本発明は画像加熱定着装置用の定着部材及びその製造方法に関する。
ここで、定着部材には、記録材の画像担持面に当接して画像を加熱する加熱手段としての加熱部材、または加熱部材と定着ニップを形成する加圧手段としての加圧部材、若しくはその両者である。
例えば電子写真方式のプリンター、コピー機、ファクシミリ等の画像形成装置の画像加熱定着装置に用いられる定着部材として、ベルト形状のもの、ローラ形状のものがある。
これら定着部材として、耐熱樹脂製或いは金属製のベルト或いはローラ形状の基材上に、耐熱ゴム等からなる弾性層が形成され、さらにその表面には、トナーに対して優れた離型性を有するフッ素樹脂層を設けたものが知られている。
このような定着部材として、特許文献1は、拡径したフッ素樹脂チューブ内にローラ基材を挿入し、フッ素樹脂チューブの内周面及びローラ基材の外周面の少なくとも一方に塗布した接着剤で固定してなる、フッ素樹脂チューブ被覆ローラを開示している。
また、フッ素樹脂チューブは、押出し成形したものを用いることが好ましいことを開示している。また、フッ素樹脂チューブの厚さとしては、チューブが変形し難くなることから50μm以下が好ましく、成形性やローラとしての使用時の性能などの点より20μm以上が好ましいことを開示している。
ところで、近年、電子写真画像形成装置においてトナーの加熱定着の際のエネルギー消費量を低減させるために、定着部材の熱伝導効率のより一層の向上が求められている。そのため、フッ素樹脂チューブについても、肉厚の薄いものを用いることが必要となってきた。
ここで、肉厚が、10〜50μm程度の薄肉の、シームレスフッ素樹脂チューブは、押し出し成形によって形成することが可能である。しかし、このように押し出し成形によって形成してなる薄肉のシームレスフッ素樹脂チューブで円筒状の弾性層を被覆し、接着剤で固定してなる定着ローラは、加熱定着枚数の増加に伴って、フッ素樹脂チューブの長手方向に亀裂やしわを生じてしまうことがあった。
この長手方向に亀裂やしわが生じてしまう課題に対し、特許文献2は、押し出し成形で得た薄肉のシームレスフッ素樹脂チューブは、当該チューブの長手方向にフッ素樹脂分子が高度に配向していることが当該亀裂の発生の原因と推測している。そして、特許文献2は、フッ素樹脂チューブのアニ−ル処理によって、フッ素樹脂チューブの長手方向のフッ素樹脂分子の配向の低減を図ることを試みた。
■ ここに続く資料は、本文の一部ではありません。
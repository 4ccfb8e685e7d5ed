use serde::{Deserialize, Serialize};

/// Interview sub-scores live in [1, 10]; every writer clamps to that range.
pub const SCORE_MIN: u8 = 1;
pub const SCORE_MAX: u8 = 10;

#[derive(Debug, Clone, Copy, PartialEq, Eq, Serialize, Deserialize)]
pub struct BehavioralScores {
    pub overall: u8,
    pub communication: u8,
    pub problem_solving: u8,
    pub leadership: u8,
    pub teamwork: u8,
}

#[derive(Debug, Clone, Copy, PartialEq, Eq, Serialize, Deserialize)]
pub struct TechnicalScores {
    pub coding: u8,
    pub system_design: u8,
    pub troubleshooting: u8,
    pub best_practices: u8,
}

#[derive(Debug, Clone, Copy, PartialEq, Eq, Serialize, Deserialize)]
pub struct CulturalScores {
    pub company_fit: u8,
    pub values_alignment: u8,
    pub collaboration: u8,
    pub innovation: u8,
}

#[derive(Debug, Clone, Copy, PartialEq, Eq, Serialize, Deserialize)]
pub struct InterviewScores {
    pub behavioral: BehavioralScores,
    pub technical: TechnicalScores,
    pub cultural: CulturalScores,
}

/// The three top-level score groups. Flaw impacts and quality multipliers
/// address these.
#[derive(Debug, Clone, Copy, PartialEq, Eq, Serialize, Deserialize)]
#[serde(rename_all = "snake_case")]
pub enum ScoreGroup {
    Behavioral,
    Technical,
    Cultural,
}

impl InterviewScores {
    pub fn group_mut(&mut self, group: ScoreGroup) -> Vec<&mut u8> {
        match group {
            ScoreGroup::Behavioral => {
                let b = &mut self.behavioral;
                vec![
                    &mut b.overall,
                    &mut b.communication,
                    &mut b.problem_solving,
                    &mut b.leadership,
                    &mut b.teamwork,
                ]
            }
            ScoreGroup::Technical => {
                let t = &mut self.technical;
                vec![
                    &mut t.coding,
                    &mut t.system_design,
                    &mut t.troubleshooting,
                    &mut t.best_practices,
                ]
            }
            ScoreGroup::Cultural => {
                let c = &mut self.cultural;
                vec![
                    &mut c.company_fit,
                    &mut c.values_alignment,
                    &mut c.collaboration,
                    &mut c.innovation,
                ]
            }
        }
    }

    pub fn group_values(&self, group: ScoreGroup) -> Vec<u8> {
        match group {
            ScoreGroup::Behavioral => {
                let b = &self.behavioral;
                vec![
                    b.overall,
                    b.communication,
                    b.problem_solving,
                    b.leadership,
                    b.teamwork,
                ]
            }
            ScoreGroup::Technical => {
                let t = &self.technical;
                vec![
                    t.coding,
                    t.system_design,
                    t.troubleshooting,
                    t.best_practices,
                ]
            }
            ScoreGroup::Cultural => {
                let c = &self.cultural;
                vec![
                    c.company_fit,
                    c.values_alignment,
                    c.collaboration,
                    c.innovation,
                ]
            }
        }
    }

    /// Mean of the three group means.
    pub fn overall_mean(&self) -> f64 {
        let groups = [
            ScoreGroup::Behavioral,
            ScoreGroup::Technical,
            ScoreGroup::Cultural,
        ];
        let sum: f64 = groups
            .iter()
            .map(|g| {
                let values = self.group_values(*g);
                values.iter().map(|v| *v as f64).sum::<f64>() / values.len() as f64
            })
            .sum();
        sum / groups.len() as f64
    }
}

#[derive(Debug, Clone, Copy, PartialEq, Eq, Serialize, Deserialize)]
#[serde(rename_all = "snake_case")]
pub enum AnswerStructure {
    Star,
    Structured,
    Concise,
    Rambling,
}

#[derive(Debug, Clone, Copy, PartialEq, Eq, Serialize, Deserialize)]
#[serde(rename_all = "snake_case")]
pub enum StorytellingStyle {
    Narrative,
    Technical,
    FactBased,
    Anecdotal,
}

#[derive(Debug, Clone, Copy, PartialEq, Eq, Serialize, Deserialize)]
#[serde(rename_all = "snake_case")]
pub enum Level {
    High,
    Moderate,
    Low,
}

#[derive(Debug, Clone, Copy, PartialEq, Eq, Serialize, Deserialize)]
pub struct ResponsePatterns {
    pub answer_structure: AnswerStructure,
    pub storytelling_style: StorytellingStyle,
    pub enthusiasm_level: Level,
    pub self_awareness: Level,
}

#[derive(Debug, Clone, PartialEq, Serialize, Deserialize)]
pub struct InterviewPerformance {
    pub simulated_interview_scores: InterviewScores,
    pub response_patterns: ResponsePatterns,
    pub potential_red_flags: Vec<String>,
    pub key_strengths: Vec<String>,
}

#[cfg(test)]
mod tests {
    use super::*;

    fn flat_scores(v: u8) -> InterviewScores {
        InterviewScores {
            behavioral: BehavioralScores {
                overall: v,
                communication: v,
                problem_solving: v,
                leadership: v,
                teamwork: v,
            },
            technical: TechnicalScores {
                coding: v,
                system_design: v,
                troubleshooting: v,
                best_practices: v,
            },
            cultural: CulturalScores {
                company_fit: v,
                values_alignment: v,
                collaboration: v,
                innovation: v,
            },
        }
    }

    #[test]
    fn test_group_mut_touches_only_that_group() {
        let mut scores = flat_scores(6);
        for s in scores.group_mut(ScoreGroup::Technical) {
            *s = 2;
        }
        assert_eq!(scores.group_values(ScoreGroup::Technical), vec![2, 2, 2, 2]);
        assert_eq!(scores.behavioral.overall, 6);
        assert_eq!(scores.cultural.innovation, 6);
    }

    #[test]
    fn test_overall_mean_weights_groups_equally() {
        let mut scores = flat_scores(4);
        for s in scores.group_mut(ScoreGroup::Cultural) {
            *s = 10;
        }
        assert!((scores.overall_mean() - 6.0).abs() < 1e-9);
    }
}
しかし、フッ素樹脂チューブの長手方向のフッ素樹脂の配向度は、フッ素樹脂チューブの結晶化度と相関している。薄肉のフッ素樹脂チューブは、フッ素樹脂の配向度並びに結晶化度が共に高い傾向にある。結晶化度が高いこと自体は、弾性層に追従してフッ素樹脂チューブが繰り返し屈曲させられる定着部材及び加圧部材においては、フッ素樹脂チューブの表面へのシワの発生を抑制することができるため、有利な特性である。
押出し成形によって形成した薄肉のシームレスフッ素樹脂チューブの結晶化度の低下を極力抑えつつ、配向度を下げる方法として、特許文献2は、次のような方法を開示している。
即ち、円筒状弾性層の外径よりも小さい内径を有するように押出し成形によりフッ素樹脂チューブを形成する。当該フッ素樹脂チューブを拡径させて該円筒状弾性層に被せて、フッ素樹脂チューブの拡径状態を維持させる。これと共に、該フッ素樹脂チューブを長手方向に伸張させ、その状態で該フッ素樹脂チューブを弾性層上にて加熱処理を行う。これにより、長期の使用によっても表面にシワや亀裂を生じ難く、良好な定着性能を安定的に発揮し得る。
特開2004−276290号公報 特開2010−143118号公報
近年、定着部材としては、ランニングコスト低下への要求に伴って、耐久寿命のより一層の向上が求められている。定着部材の耐久長寿命化を目指す上で、弾性層とフッ素樹脂チューブとの剥がれ抑止という観点が上げられる。弾性層とフッ素樹脂チューブとの剥がれの原因としては、次の1)の場合と2)の場合とが有る。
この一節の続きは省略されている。